AVAILABLE RECORDS:
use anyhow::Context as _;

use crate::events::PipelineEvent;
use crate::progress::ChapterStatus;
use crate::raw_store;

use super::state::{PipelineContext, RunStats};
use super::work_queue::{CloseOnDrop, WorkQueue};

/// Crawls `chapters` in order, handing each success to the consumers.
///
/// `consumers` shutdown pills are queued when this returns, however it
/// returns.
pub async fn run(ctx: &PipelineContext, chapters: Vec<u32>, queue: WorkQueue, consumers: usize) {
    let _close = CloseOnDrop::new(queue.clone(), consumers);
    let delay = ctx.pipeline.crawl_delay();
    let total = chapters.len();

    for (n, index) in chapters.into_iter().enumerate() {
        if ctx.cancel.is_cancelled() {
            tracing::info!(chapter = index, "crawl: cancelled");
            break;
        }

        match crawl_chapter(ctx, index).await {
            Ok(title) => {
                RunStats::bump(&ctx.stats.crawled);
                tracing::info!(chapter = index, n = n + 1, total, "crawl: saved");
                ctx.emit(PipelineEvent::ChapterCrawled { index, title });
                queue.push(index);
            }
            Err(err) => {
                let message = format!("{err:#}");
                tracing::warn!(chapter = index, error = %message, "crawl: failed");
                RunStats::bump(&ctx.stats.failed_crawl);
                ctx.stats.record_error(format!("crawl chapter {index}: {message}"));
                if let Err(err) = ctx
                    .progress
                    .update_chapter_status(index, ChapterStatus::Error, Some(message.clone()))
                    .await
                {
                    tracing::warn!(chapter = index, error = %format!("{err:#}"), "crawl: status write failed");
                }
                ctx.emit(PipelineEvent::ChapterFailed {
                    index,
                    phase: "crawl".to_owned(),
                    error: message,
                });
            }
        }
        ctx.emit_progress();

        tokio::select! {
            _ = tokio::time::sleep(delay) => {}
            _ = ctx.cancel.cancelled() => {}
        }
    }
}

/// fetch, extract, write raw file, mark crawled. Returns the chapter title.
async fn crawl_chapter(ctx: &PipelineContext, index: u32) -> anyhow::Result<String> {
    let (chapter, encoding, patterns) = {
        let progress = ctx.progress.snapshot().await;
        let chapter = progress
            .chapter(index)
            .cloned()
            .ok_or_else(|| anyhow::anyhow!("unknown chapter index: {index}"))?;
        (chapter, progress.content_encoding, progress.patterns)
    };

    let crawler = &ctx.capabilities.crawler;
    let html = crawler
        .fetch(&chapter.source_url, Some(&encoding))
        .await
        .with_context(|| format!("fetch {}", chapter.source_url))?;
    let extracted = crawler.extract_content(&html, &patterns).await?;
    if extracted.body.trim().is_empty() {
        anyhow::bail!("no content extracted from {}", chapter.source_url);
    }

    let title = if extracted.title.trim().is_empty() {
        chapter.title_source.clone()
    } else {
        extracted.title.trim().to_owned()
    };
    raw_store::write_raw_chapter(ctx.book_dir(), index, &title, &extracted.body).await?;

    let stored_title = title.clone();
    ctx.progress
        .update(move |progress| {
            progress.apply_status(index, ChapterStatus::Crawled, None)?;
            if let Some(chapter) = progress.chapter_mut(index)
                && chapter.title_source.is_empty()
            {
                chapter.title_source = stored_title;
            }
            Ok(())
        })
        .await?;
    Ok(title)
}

WORK TASK: Take the entries and copy them out exactly.

ANSWER FOR THE TASK:
use anyhow::Context as _;

use crate::events::PipelineEvent;
use crate::progress::ChapterStatus;
use crate::raw_store;

use super::state::{PipelineContext, RunStats};
use super::work_queue::{CloseOnDrop, WorkQueue};

/// Crawls `chapters` in order, handing each success to the consumers.
///
/// `consumers` shutdown pills are queued when this returns, however it
/// returns.
pub async fn run(ctx: &PipelineContext, chapters: Vec<u32>, queue: WorkQueue, consumers: usize) {
    let _close = CloseOnDrop::new(queue.clone(), consumers);
    let delay = ctx.pipeline.crawl_delay();
    let total = chapters.len();

    for (n, index) in chapters.into_iter().enumerate() {
        if ctx.cancel.is_cancelled() {
            tracing::info!(chapter = index, "crawl: cancelled");
            break;
        }

        match crawl_chapter(ctx, index).await {
            Ok(title) => {
                RunStats::bump(&ctx.stats.crawled);
                tracing::info!(chapter = index, n = n + 1, total, "crawl: saved");
                ctx.emit(PipelineEvent::ChapterCrawled { index, title });
                queue.push(index);
            }
            Err(err) => {
                let message = format!("{err:#}");
                tracing::warn!(chapter = index, error = %message, "crawl: failed");
                RunStats::bump(&ctx.stats.failed_crawl);
                ctx.stats.record_error(format!("crawl chapter {index}: {message}"));
                if let Err(err) = ctx
                    .progress
                    .update_chapter_status(index, ChapterStatus::Error, Some(message.clone()))
                    .await
                {
                    tracing::warn!(chapter = index, error = %format!("{err:#}"), "crawl: status write failed");
                }
                ctx.emit(PipelineEvent::ChapterFailed {
                    index,
                    phase: "crawl".to_owned(),
                    error: message,
                });
            }
        }
        ctx.emit_progress();

        tokio::select! {
            _ = tokio::time::sleep(delay) => {}
            _ = ctx.cancel.cancelled() => {}
        }
    }
}

/// fetch, extract, write raw file, mark crawled. Returns the chapter title.
async fn crawl_chapter(ctx: &PipelineContext, index: u32) -> anyhow::Result<String> {
    let (chapter, encoding, patterns) = {
        let progress = ctx.progress.snapshot().await;
        let chapter = progress
            .chapter(index)
            .cloned()
            .ok_or_else(|| anyhow::anyhow!("unknown chapter index: {index}"))?;
        (chapter, progress.content_encoding, progress.patterns)
    };

    let crawler = &ctx.capabilities.crawler;
    let html = crawler
        .fetch(&chapter.source_url, Some(&encoding))
        .await
        .with_context(|| format!("fetch {}", chapter.source_url))?;
    let extracted = crawler.extract_content(&html, &patterns).await?;
    if extracted.body.trim().is_empty() {
        anyhow::bail!("no content extracted from {}", chapter.source_url);
    }

    let title = if extracted.title.trim().is_empty() {
        chapter.title_source.clone()
    } else {
        extracted.title.trim().to_owned()
    };
    raw_store::write_raw_chapter(ctx.book_dir(), index, &title, &extracted.body).await?;

    let stored_title = title.clone();
    ctx.progress
        .update(move |progress| {
            progress.apply_status(index, ChapterStatus::Crawled, None)?;
            if let Some(chapter) = progress.chapter_mut(index)
                && chapter.title_source.is_empty()
            {
                chapter.title_source = stored_title;
            }
            Ok(())
        })
        .await?;
    Ok(title)
}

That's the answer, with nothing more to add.